CambridgeMolecularEngineering / chemdataextractor2

ChemDataExtractor Version 2.0
Other
121 stars 28 forks source link

Check_records #55

Closed jghasemi44 closed 2 months ago

jghasemi44 commented 3 months ago

I used the first version cde but after installation of cde-2 I faced some errors like check_records is not a module or submodule.

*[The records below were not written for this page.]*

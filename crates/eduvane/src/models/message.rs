use chrono::Utc;
use serde::{Deserialize, Serialize};
use uuid::Uuid;

#[derive(Debug, Clone, Copy, PartialEq, Eq, Serialize, Deserialize)]
#[serde(rename_all = "lowercase")]
pub enum Role {
    User,
    Assistant,
}

#[derive(Debug, Clone, Copy, PartialEq, Eq, Serialize, Deserialize)]
#[serde(rename_all = "lowercase")]
pub enum MessageKind {
    Text,
    Error,
}

#[derive(Debug, Clone, PartialEq, Serialize, Deserialize)]
#[serde(rename_all = "camelCase")]
/// A single entry in the chat workspace
pub struct ChatMessage {
    pub id: String,
    pub role: Role,
    pub kind: MessageKind,
    pub content: String,
    pub is_streaming: bool,
    pub created: i64,
}

impl ChatMessage {
    fn new(role: Role, kind: MessageKind, content: String, is_streaming: bool) -> Self {
        ChatMessage {
            id: Uuid::new_v4().to_string(),
            role,
            kind,
            content,
            is_streaming,
            created: Utc::now().timestamp(),
        }
    }

    /// Create a user text message with the current timestamp
    pub fn user<S: Into<String>>(text: S) -> Self {
        Self::new(Role::User, MessageKind::Text, text.into(), false)
    }

    /// Create an empty assistant message that will be filled as the response streams in
    pub fn placeholder() -> Self {
        Self::new(Role::Assistant, MessageKind::Text, String::new(), true)
    }

    /// Create a settled assistant error message
    pub fn system_error<S: Into<String>>(text: S) -> Self {
        Self::new(Role::Assistant, MessageKind::Error, text.into(), false)
    }

    pub fn is_error(&self) -> bool {
        self.kind == MessageKind::Error
    }
}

Please let me know how can I tackle this issue.

Dingyun-Huang commented 3 months ago

Please post your code snippet and exception traceback so that we could reproduce your situation.

sparrowcolab commented 3 months ago

I'm having similar problem, I was trying to run the example for extracting_a_custom_property.ipynb, First let me explain to you how I installed the CDE2 and how it runs on my machine, I use spyder 5.0.0 with python 3.7.12, this is the only version of python and spyder where the installation of CDE2 and spyder doesn't cause dependecies conflicts (in my case)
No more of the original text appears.